February 18, 2009
By Armando Vega
Last Friday, the Campus Senate's key item of discussion was the university’s budget amidst a global recession.
President Joseph B. White has ordered universities to prepare for a 10% cut in state funding as a worst-case scenario, especially if the Obama administration’s stimulus measure—with its aid to states for education—fails to go through.
State comptroller Dan Hynes has stated that the state is looking at a $9 billion budget deficit if nothing is done soon; the new governor Pat Quinn is expected to present his budget proposal March 18.
The Chair of the Executive Committee, Pat Langley, expressed concern that today’s graduates would not be able to find jobs in the marketplace in such an environment. She then asked Provost Harry Berman why it is that the university has consistently ended up over-predicting revenue, generally to the tune of $2 million.

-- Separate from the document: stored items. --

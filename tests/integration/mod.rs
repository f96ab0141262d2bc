//! Integration test suite for dagrun.
//!
//! These tests drive the orchestrator end to end with real local
//! processes, temporary workspaces and a mock remote endpoint.
//!
//! # Test Categories
//!
//! - `workflow_e2e`: Submission, layered execution and failure blocking
//! - `parallel_layers`: Concurrency bounds and isolation under parallel load
//! - `conflict_resolution`: Output conflicts, policies and validation
//! - `persistence`: Status answered from stored manifests after a restart
//! - `remote_backend`: Offloading to a remote endpoint and fallback
//! - `dag_properties`: Property tests for layering
//!
//! # CI Compatibility
//!
//! Tasks are plain shell commands and the remote endpoint is a local
//! mock server, so no network access is needed.


mod workflow_e2e;
mod parallel_layers;
mod conflict_resolution;
mod persistence;
mod remote_backend;
mod dag_properties;
impl TaskDAG {
    /// Build a DAG from a task set.
    ///
    /// Cycles and unknown dependencies do not fail the build; the affected
    /// tasks (and everything downstream of them) land in [`TaskDAG::blocked`]
    /// while the remaining tasks are layered normally.
    ///
    /// # Errors
    /// Returns [`Error::DuplicateTask`] if two tasks share an id.
    pub fn build(tasks: impl IntoIterator<Item = Task>) -> Result<Self> {
        let mut sorted: Vec<Task> = tasks.into_iter().collect();
        sorted.sort_by(|a, b| a.id.cmp(&b.id));

        let mut graph = DiGraph::new();
        let mut task_index = HashMap::new();
        for task in sorted {
            if task_index.contains_key(&task.id) {
                return Err(Error::DuplicateTask(task.id));
            }
            let id = task.id.clone();
            let index = graph.add_node(task);
            task_index.insert(id, index);
        }

        let mut missing: BTreeMap<NodeIndex, TaskId> = BTreeMap::new();
        let mut edges = Vec::new();
        for index in graph.node_indices() {
            let deps: BTreeSet<&TaskId> = graph[index].dependencies.iter().collect();
            for dep in deps {
                match task_index.get(dep) {
                    Some(&from) => edges.push((from, index)),
                    None => {
                        missing.entry(index).or_insert_with(|| dep.clone());
                    }
                }
            }
        }
        for (from, to) in edges {
            graph.add_edge(from, to, ());
        }

        let mut dag = Self {
            graph,
            task_index,
            layers: Vec::new(),
            layer_index: HashMap::new(),
            blocked: BTreeMap::new(),
            cycles: Vec::new(),
        };
        dag.assign_layers(&missing);
        dag.classify_unassigned(&missing);

        tracing::debug!(
            tasks = dag.task_count(),
            layers = dag.layers.len(),
            blocked = dag.blocked.len(),
            "built task DAG"
        );
        Ok(dag)
    }

    /// Build a DAG, failing if any cycle exists.
    ///
    /// # Errors
    /// Returns [`Error::CycleDetected`] naming exactly the cyclic members.
    pub fn build_strict(tasks: impl IntoIterator<Item = Task>) -> Result<Self> {
        let dag = Self::build(tasks)?;
        match dag.cycle_error() {
            Some(err) => Err(err),
            None => Ok(dag),
        }
    }

    /// Rebuild the DAG with `changed` tasks inserted or replaced.
    ///
    /// Unchanged tasks keep their current status. Calling this repeatedly
    /// with the same input yields the same layers.
    pub fn update(&self, changed: impl IntoIterator<Item = Task>) -> Result<Self> {
        let mut tasks: BTreeMap<TaskId, Task> = self
            .graph
            .node_weights()
            .map(|t| (t.id.clone(), t.clone()))
            .collect();
        for task in changed {
            tasks.insert(task.id.clone(), task);
        }
        Self::build(tasks.into_values())
    }

    /// Kahn's algorithm: each round's frontier becomes one layer.
    fn assign_layers(&mut self, missing: &BTreeMap<NodeIndex, TaskId>) {
        let mut in_degree: HashMap<NodeIndex, usize> = self
            .graph
            .node_indices()
            .map(|i| (i, self.graph.neighbors_directed(i, Direction::Incoming).count()))
            .collect();

        let mut frontier: Vec<NodeIndex> = self
            .graph
            .node_indices()
            .filter(|i| in_degree[i] == 0 && !missing.contains_key(i))
            .collect();

        while !frontier.is_empty() {
            frontier.sort_by(|a, b| self.graph[*a].id.cmp(&self.graph[*b].id));
            let mut next = Vec::new();
            for &index in &frontier {
                for dependent in self.graph.neighbors_directed(index, Direction::Outgoing) {
                    if let Some(degree) = in_degree.get_mut(&dependent) {
                        *degree -= 1;
                        if *degree == 0 && !missing.contains_key(&dependent) {
                            next.push(dependent);
                        }
                    }
                }
            }

            let layer_number = self.layers.len();
            let layer: Vec<TaskId> = frontier
                .iter()
                .map(|&i| self.graph[i].id.clone())
                .collect();
            for id in &layer {
                self.layer_index.insert(id.clone(), layer_number);
            }
            self.layers.push(layer);
            frontier = next;
        }
    }

    /// Sort tasks Kahn could not layer into cycles and their casualties.
    fn classify_unassigned(&mut self, missing: &BTreeMap<NodeIndex, TaskId>) {
        let unassigned: BTreeSet<NodeIndex> = self
            .graph
            .node_indices()
            .filter(|i| !self.layer_index.contains_key(&self.graph[*i].id))
            .collect();
        if unassigned.is_empty() {
            return;
        }

        for component in tarjan_scc(&self.graph) {
            let is_cycle = component.len() > 1
                || component
                    .first()
                    .is_some_and(|&i| self.graph.contains_edge(i, i));
            if !is_cycle {
                continue;
            }
            let mut members: Vec<TaskId> = component
                .iter()
                .map(|&i| self.graph[i].id.clone())
                .collect();
            members.sort();
            for id in &members {
                self.blocked.insert(id.clone(), BlockReason::Cycle);
            }
            self.cycles.push(members);
        }
        self.cycles.sort();

        for (&index, dependency) in missing {
            self.blocked
                .entry(self.graph[index].id.clone())
                .or_insert_with(|| BlockReason::MissingDependency {
                    dependency: dependency.clone(),
                });
        }

        // Remaining tasks sit downstream of a cycle or a missing dependency.
        // Walk outward from what is already classified so every task names
        // the direct dependency that blocks it.
        let mut queue: VecDeque<NodeIndex> = unassigned
            .iter()
            .copied()
            .filter(|i| self.blocked.contains_key(&self.graph[*i].id))
            .collect();
        while let Some(index) = queue.pop_front() {
            let blocker = self.graph[index].id.clone();
            let mut dependents: Vec<NodeIndex> = self
                .graph
                .neighbors_directed(index, Direction::Outgoing)
                .collect();
            dependents.sort_by(|a, b| self.graph[*a].id.cmp(&self.graph[*b].id));
            for dependent in dependents {
                let id = self.graph[dependent].id.clone();
                if self.blocked.contains_key(&id) {
                    continue;
                }
                self.blocked.insert(
                    id,
                    BlockReason::BlockedBy {
                        dependency: blocker.clone(),
                    },
                );
                queue.push_back(dependent);
            }
        }
    }

    /// The [`Error::CycleDetected`] for this DAG, if it contains cycles.
    pub fn cycle_error(&self) -> Option<Error> {
        if self.cycles.is_empty() {
            return None;
        }
        let mut members: Vec<TaskId> = self.cycles.iter().flatten().cloned().collect();
        members.sort();
        Some(Error::CycleDetected { members })
    }

    /// Execution layers in dispatch order.
    pub fn layers(&self) -> &[Vec<TaskId>] {
        &self.layers
    }

    /// The layer a task was assigned to, if it was layered.
    pub fn layer_of(&self, id: &TaskId) -> Option<usize> {
        self.layer_index.get(id).copied()
    }

    /// Tasks excluded from the layers, with the reason.
    pub fn blocked(&self) -> &BTreeMap<TaskId, BlockReason> {
        &self.blocked
    }

    /// Members of each detected cycle.
    pub fn cycles(&self) -> &[Vec<TaskId>] {
        &self.cycles
    }

    /// Get a reference to a task by its ID.
    pub fn task(&self, id: &TaskId) -> Option<&Task> {
        self.task_index
            .get(id)
            .and_then(|&index| self.graph.node_weight(index))
    }

    /// Get all tasks, ordered by id.
    pub fn tasks(&self) -> Vec<&Task> {
        self.graph.node_weights().collect()
    }

    /// Get the number of tasks in the DAG.
    pub fn task_count(&self) -> usize {
        self.graph.node_count()
    }

    /// Get the number of dependency edges in the DAG.
    pub fn dependency_count(&self) -> usize {
        self.graph.edge_count()
    }

    /// Check if the DAG is empty.
    pub fn is_empty(&self) -> bool {
        self.graph.node_count() == 0
    }

    /// Check if the DAG contains a task.
    pub fn contains_task(&self, id: &TaskId) -> bool {
        self.task_index.contains_key(id)
    }

    /// Get all tasks that the given task depends on.
    pub fn dependencies(&self, id: &TaskId) -> Vec<&Task> {
        self.neighbors(id, Direction::Incoming)
    }

    /// Get all tasks that directly depend on the given task.
    pub fn dependents(&self, id: &TaskId) -> Vec<&Task> {
        self.neighbors(id, Direction::Outgoing)
    }

    fn neighbors(&self, id: &TaskId, direction: Direction) -> Vec<&Task> {
        let Some(&index) = self.task_index.get(id) else {
            return Vec::new();
        };
        let mut tasks: Vec<&Task> = self
            .graph
            .neighbors_directed(index, direction)
            .filter_map(|neighbor| self.graph.node_weight(neighbor))
            .collect();
        tasks.sort_by(|a, b| a.id.cmp(&b.id));
        tasks.dedup_by(|a, b| a.id == b.id);
        tasks
    }

    /// Every task reachable downstream of the given task.
    pub fn transitive_dependents(&self, id: &TaskId) -> BTreeSet<TaskId> {
        let mut seen = BTreeSet::new();
        let Some(&start) = self.task_index.get(id) else {
            return seen;
        };
        let mut queue = VecDeque::from([start]);
        while let Some(index) = queue.pop_front() {
            for dependent in self.graph.neighbors_directed(index, Direction::Outgoing) {
                if seen.insert(self.graph[dependent].id.clone()) {
                    queue.push_back(dependent);
                }
            }
        }
        seen
    }

    /// True when every dependency of the task has succeeded.
    pub fn dependencies_succeeded(&self, id: &TaskId) -> bool {
        self.contains_task(id)
            && self
                .dependencies(id)
                .iter()
                .all(|dep| dep.status == TaskStatus::Succeeded)
    }

    /// The first dependency (by id) that failed or timed out, if any.
    pub fn failed_dependency(&self, id: &TaskId) -> Option<&Task> {
        self.dependencies(id)
            .into_iter()
            .find(|dep| dep.blocks_dependents())
    }

    /// Layered tasks that can start now, in layer then id order.
    pub fn ready_tasks(&self) -> Vec<&Task> {
        self.layers
            .iter()
            .flatten()
            .filter_map(|id| self.task(id))
            .filter(|task| task.can_start() && self.dependencies_succeeded(&task.id))
            .collect()
    }

    /// Tasks in `layer` that can start now.
    pub fn ready_in_layer(&self, layer: usize) -> Vec<&Task> {
        self.layers
            .get(layer)
            .map(|ids| {
                ids.iter()
                    .filter_map(|id| self.task(id))
                    .filter(|task| task.can_start() && self.dependencies_succeeded(&task.id))
                    .collect()
            })
            .unwrap_or_default()
    }

    /// True when no task in `layer` is still pending dispatch or running
    /// with all of its dependencies satisfied.
    pub fn layer_resolved(&self, layer: usize) -> bool {
        self.layers.get(layer).map_or(true, |ids| {
            ids.iter().filter_map(|id| self.task(id)).all(|task| {
                task.is_finished()
                    || (task.can_start() && !self.dependencies_succeeded(&task.id))
            })
        })
    }

    /// Tasks in layered order, each after all of its dependencies.
    pub fn topological_order(&self) -> Vec<&Task> {
        self.layers
            .iter()
            .flatten()
            .filter_map(|id| self.task(id))
            .collect()
    }

    /// Count tasks per status.
    pub fn status_counts(&self) -> StatusCounts {
        StatusCounts::tally(self.graph.node_weights())
    }

    /// Share of tasks in a terminal status, 0-100.
    pub fn progress(&self) -> f64 {
        self.status_counts().progress()
    }

    /// Set a task's status. Only the scheduler calls this.
    ///
    /// # Errors
    /// Returns [`Error::TaskNotFound`] if the id is unknown.
    pub fn set_status(&mut self, id: &TaskId, status: TaskStatus) -> Result<()> {
        let task = self.task_mut(id)?;
        match status {
            TaskStatus::Pending => task.reset(),
            TaskStatus::Ready => task.mark_ready(),
            TaskStatus::Running => task.start(),
            TaskStatus::Succeeded => task.succeed(),
            TaskStatus::Failed { error } => task.fail(&error),
            TaskStatus::TimedOut => task.time_out(),
        }
        Ok(())
    }

    pub(crate) fn task_mut(&mut self, id: &TaskId) -> Result<&mut Task> {
        let index = *self
            .task_index
            .get(id)
            .ok_or_else(|| Error::TaskNotFound(id.clone()))?;
        Ok(&mut self.graph[index])
    }
}
//! Orchestration layer for dagrun.
//!
//! This module coordinates a run from submission to completion: isolation
//! contexts for every task, local and remote execution backends chosen by
//! the scaling policy, the dispatcher that runs a layer's agents under a
//! concurrency bound, the aggregator that merges their outputs and the
//! scheduler that walks the layers in order.

pub mod aggregator;
pub mod backend;
pub mod dispatcher;
pub mod isolation;
pub mod orchestrator;
pub mod remote;
pub mod scaling;
pub mod scheduler;

pub use aggregator::{
    AggregationResult, Aggregator, ConflictPolicy, LayerOutcome, ValidationReport, Validator,
};
pub use backend::{
    BackendHint, ExecutionBackend, ExecutionOutcome, Executor, FailureCategory, LocalBackend,
    OutcomeStatus,
};
pub use dispatcher::{AgentDispatcher, AgentEvent, AgentExecution, AgentId, DispatcherConfig};
pub use isolation::{ContextId, IsolationConfig, IsolationContext, IsolationManager};
pub use orchestrator::{Orchestrator, RunStatus, Submission, TaskCondition, TaskProgress};
pub use remote::{RemoteBackend, RemoteConfig};
pub use scaling::{ScalingConfig, ScalingDecision, ScalingPolicy};
pub use scheduler::{RunReport, Scheduler, SchedulerEvent};
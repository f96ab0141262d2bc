//! Branch/isolation manager.
//!
//! Every task invocation runs inside its own [`IsolationContext`]: a branch
//! name plus a namespace directory that no other live context overlaps.
//! With a repository configured the namespace is a git worktree on the
//! branch; otherwise it is a plain directory.

use chrono::{DateTime, Utc};
use regex::Regex;
use serde::{Deserialize, Serialize};
use std::collections::HashMap;
use std::path::{Path, PathBuf};
use std::sync::{Mutex, MutexGuard, OnceLock};
use uuid::Uuid;

use crate::config::Config;
use crate::core::{RunId, TaskId};
use crate::git::GitOps;
use crate::{Error, Result};

/// Unique identifier for an isolation context.
#[derive(Debug, Clone, Copy, PartialEq, Eq, Hash, Serialize, Deserialize)]
#[serde(transparent)]
pub struct ContextId(pub Uuid);

impl ContextId {
    pub fn new() -> Self {
        Self(Uuid::new_v4())
    }

    /// Return first 8 characters of the UUID for display.
    pub fn short(&self) -> String {
        self.0.to_string()[..8].to_string()
    }
}

impl Default for ContextId {
    fn default() -> Self {
        Self::new()
    }
}

impl std::fmt::Display for ContextId {
    fn fmt(&self, f: &mut std::fmt::Formatter<'_>) -> std::fmt::Result {
        write!(f, "{}", self.0)
    }
}

/// An exclusive execution scope for one task invocation.
#[derive(Debug, Clone, PartialEq, Eq, Serialize, Deserialize)]
pub struct IsolationContext {
    pub id: ContextId,
    pub run_id: RunId,
    pub task_id: TaskId,
    /// Branch the task's work lives on.
    pub branch: String,
    /// Directory the task may write into. Nothing outside it.
    pub namespace: PathBuf,
    pub created_at: DateTime<Utc>,
    /// Whether the namespace is a git worktree.
    pub worktree: bool,
}

impl IsolationContext {
    /// True if either namespace contains the other.
    pub fn overlaps(&self, other: &Path) -> bool {
        self.namespace.starts_with(other) || other.starts_with(&self.namespace)
    }
}

/// Lifecycle of a live context.
#[derive(Debug, Clone, Copy, PartialEq, Eq, Serialize, Deserialize)]
#[serde(rename_all = "snake_case")]
pub enum ContextState {
    /// A task is executing inside the context.
    Active,
    /// Execution finished; waiting for its result to be merged.
    Idle,
    /// Kept after a failure or timeout for inspection.
    Retained,
}

/// Settings for the isolation manager.
#[derive(Debug, Clone)]
pub struct IsolationConfig {
    /// Directory under which namespaces are created.
    pub root: PathBuf,
    pub branch_prefix: String,
    /// Maximum number of contexts in the Active state.
    pub max_active: usize,
    /// Repository to create worktrees from, if any.
    pub repository: Option<PathBuf>,
}

impl IsolationConfig {
    pub fn new(root: impl Into<PathBuf>) -> Self {
        Self {
            root: root.into(),
            branch_prefix: "dagrun".to_string(),
            max_active: 16,
            repository: None,
        }
    }

    pub fn from_config(config: &Config) -> Result<Self> {
        Ok(Self {
            root: config.workspace_root()?,
            branch_prefix: config.branch_prefix.clone(),
            max_active: config.max_active_contexts,
            repository: config.repository_path(),
        })
    }
}

/// Allocates and tracks isolation contexts.
///
/// All bookkeeping happens under one lock so the disjointness check and
/// the reservation of a namespace are atomic with respect to each other.
pub struct IsolationManager {
    config: IsolationConfig,
    git: Option<GitOps>,
    contexts: Mutex<HashMap<ContextId, (IsolationContext, ContextState)>>,
}

impl IsolationManager {
    /// Create a manager. Opens the repository when one is configured.
    pub fn new(config: IsolationConfig) -> Result<Self> {
        let git = match &config.repository {
            Some(path) => Some(GitOps::new(path)?),
            None => None,
        };
        std::fs::create_dir_all(&config.root)?;
        Ok(Self {
            config,
            git,
            contexts: Mutex::new(HashMap::new()),
        })
    }

    pub fn config(&self) -> &IsolationConfig {
        &self.config
    }

    fn lock(&self) -> MutexGuard<'_, HashMap<ContextId, (IsolationContext, ContextState)>> {
        // A panic while holding the lock cannot leave the map half-updated.
        self.contexts
            .lock()
            .unwrap_or_else(|poisoned| poisoned.into_inner())
    }

    /// Allocate a context for `task_id`.
    ///
    /// # Errors
    /// Returns [`Error::IsolationAllocationFailed`] when the active-context
    /// cap is reached or the namespace would overlap a live one. Callers
    /// treat this as backpressure and retry later.
    pub fn allocate(&self, run_id: &RunId, task_id: &TaskId) -> Result<IsolationContext> {
        let id = ContextId::new();
        // Distinct ids may sanitize to the same leaf; the context id keeps
        // both the directory and the branch unique.
        let leaf = format!("{}-{}", sanitize(task_id.as_str()), id.short());
        let namespace = self.config.root.join(run_id.short()).join(&leaf);
        let branch = format!("{}/{}/{}", self.config.branch_prefix, run_id.short(), leaf);

        let context = IsolationContext {
            id,
            run_id: *run_id,
            task_id: task_id.clone(),
            branch,
            namespace,
            created_at: Utc::now(),
            worktree: self.git.is_some(),
        };

        {
            let mut contexts = self.lock();
            let active = contexts
                .values()
                .filter(|(_, state)| *state == ContextState::Active)
                .count();
            if active >= self.config.max_active {
                return Err(Error::IsolationAllocationFailed {
                    task_id: task_id.clone(),
                    reason: format!("{} of {} contexts active", active, self.config.max_active),
                });
            }
            if let Some((existing, _)) = contexts.values().find(|(ctx, state)| {
                ctx.run_id == *run_id && ctx.task_id == *task_id && *state != ContextState::Retained
            }) {
                return Err(Error::Validation(format!(
                    "task {} already holds context {}",
                    task_id, existing.id
                )));
            }
            if let Some((other, _)) = contexts
                .values()
                .find(|(ctx, _)| ctx.overlaps(&context.namespace))
            {
                return Err(Error::IsolationAllocationFailed {
                    task_id: task_id.clone(),
                    reason: format!(
                        "namespace {} overlaps {}",
                        context.namespace.display(),
                        other.namespace.display()
                    ),
                });
            }
            if let Some((other, _)) = contexts
                .values()
                .find(|(ctx, _)| ctx.branch == context.branch)
            {
                return Err(Error::IsolationAllocationFailed {
                    task_id: task_id.clone(),
                    reason: format!("branch {} is held by task {}", context.branch, other.task_id),
                });
            }
            contexts.insert(id, (context.clone(), ContextState::Active));
        }

        if let Err(e) = self.provision(&context) {
            self.lock().remove(&id);
            return Err(e);
        }

        tracing::debug!(
            task = %task_id,
            context = %id.short(),
            namespace = %context.namespace.display(),
            "allocated isolation context"
        );
        Ok(context)
    }

    fn provision(&self, context: &IsolationContext) -> Result<()> {
        match &self.git {
            Some(git) => git.create_worktree(&context.branch, &context.namespace),
            None => Ok(std::fs::create_dir_all(&context.namespace)?),
        }
    }

    fn destroy(&self, context: &IsolationContext) -> Result<()> {
        match &self.git {
            Some(git) if context.worktree => {
                git.remove_worktree(&context.namespace)?;
                git.delete_branch(&context.branch)
            }
            _ => {
                if context.namespace.exists() {
                    std::fs::remove_dir_all(&context.namespace)?;
                }
                Ok(())
            }
        }
    }

    fn set_state(&self, context: &IsolationContext, state: ContextState) {
        if let Some(entry) = self.lock().get_mut(&context.id) {
            entry.1 = state;
        }
    }

    /// Execution is over; the context waits for its result to be merged.
    pub fn mark_idle(&self, context: &IsolationContext) {
        self.set_state(context, ContextState::Idle);
    }

    /// Keep the context for diagnostics. It no longer counts as active.
    pub fn retain(&self, context: &IsolationContext) {
        self.set_state(context, ContextState::Retained);
        tracing::info!(
            task = %context.task_id,
            namespace = %context.namespace.display(),
            "retaining isolation context for inspection"
        );
    }

    /// Register a retained context recovered from a persisted manifest.
    pub fn adopt_retained(&self, context: IsolationContext) {
        self.lock()
            .entry(context.id)
            .or_insert((context, ContextState::Retained));
    }

    /// Destroy a context. Releasing an unknown or already released
    /// context is a no-op.
    pub fn release(&self, context: &IsolationContext) -> Result<()> {
        let removed = self.lock().remove(&context.id);
        match removed {
            Some((ctx, _)) => {
                self.destroy(&ctx)?;
                tracing::debug!(task = %ctx.task_id, context = %ctx.id.short(), "released context");
                Ok(())
            }
            None => Ok(()),
        }
    }

    /// Explicitly remove a retained context. Returns false if unknown.
    pub fn cleanup(&self, id: &ContextId) -> Result<bool> {
        let context = self.lock().get(id).map(|(ctx, _)| ctx.clone());
        match context {
            Some(ctx) => {
                self.release(&ctx)?;
                Ok(true)
            }
            None => Ok(false),
        }
    }

    /// Remove every retained context, optionally only those of one run.
    pub fn cleanup_retained(&self, run_id: Option<&RunId>) -> Result<usize> {
        let targets: Vec<IsolationContext> = self
            .lock()
            .values()
            .filter(|(ctx, state)| {
                *state == ContextState::Retained && run_id.map_or(true, |run| *run == ctx.run_id)
            })
            .map(|(ctx, _)| ctx.clone())
            .collect();
        for ctx in &targets {
            self.release(ctx)?;
        }
        Ok(targets.len())
    }

    pub fn state_of(&self, id: &ContextId) -> Option<ContextState> {
        self.lock().get(id).map(|(_, state)| *state)
    }

    fn in_state(&self, wanted: ContextState) -> Vec<IsolationContext> {
        let mut found: Vec<IsolationContext> = self
            .lock()
            .values()
            .filter(|(_, state)| *state == wanted)
            .map(|(ctx, _)| ctx.clone())
            .collect();
        found.sort_by(|a, b| a.task_id.cmp(&b.task_id));
        found
    }

    /// Contexts with a task currently executing.
    pub fn active(&self) -> Vec<IsolationContext> {
        self.in_state(ContextState::Active)
    }

    /// Contexts kept after failures.
    pub fn retained(&self) -> Vec<IsolationContext> {
        self.in_state(ContextState::Retained)
    }

    pub fn active_count(&self) -> usize {
        self.lock()
            .values()
            .filter(|(_, state)| *state == ContextState::Active)
            .count()
    }

    /// Number of contexts not yet released.
    pub fn live_count(&self) -> usize {
        self.lock().len()
    }
}

/// Make a task id safe for use in branch and directory names.
pub fn sanitize(raw: &str) -> String {
    static UNSAFE: OnceLock<Regex> = OnceLock::new();
    let re = UNSAFE.get_or_init(|| Regex::new(r"[^A-Za-z0-9_-]+").expect("valid regex"));
    let cleaned = re.replace_all(raw, "-");
    let trimmed = cleaned.trim_matches('-');
    if trimmed.is_empty() {
        "task".to_string()
    } else {
        trimmed.to_string()
    }
}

“We are consistently too optimistic,” she said.
Berman replied that while spending can be established beforehand, it can be very difficult to gauge revenue streams prior to the school year, because of difficulties in predicting enrollments. The University would have needed to predict lower undergraduate enrollments. “We just…we weren’t going to do that,” said Berman.
The graduate council then presented a report to the Campus Senate on some of its graduate programs, particularly the Individual Option. Currently the discretion is left to the professors to decide whether to accept students pursuing the Individual Option curriculum.
Among the final orders of business, the Senate passed Resolution 3815, approving the introduction of Management Information Systems major for undergraduates, and Resolution 3816, which eliminated the labor-relations minor under the Political Studies curriculum.